WORK TO COMPLETE
Write the data below out in full, exactly as it stands.

::::::

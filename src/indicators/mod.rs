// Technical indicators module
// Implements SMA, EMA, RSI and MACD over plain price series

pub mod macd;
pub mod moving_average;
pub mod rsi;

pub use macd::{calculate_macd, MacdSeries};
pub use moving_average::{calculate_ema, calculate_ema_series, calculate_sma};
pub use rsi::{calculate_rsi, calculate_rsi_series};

::::::

ANSWER TO THE EXERCISE
filename src/indicators/mod.rs
// Technical indicators module
// Implements SMA, EMA, RSI and MACD over plain price series

pub mod macd;
pub mod moving_average;
pub mod rsi;

pub use macd::{calculate_macd, MacdSeries};
pub use moving_average::{calculate_ema, calculate_ema_series, calculate_sma};
pub use rsi::{calculate_rsi, calculate_rsi_series};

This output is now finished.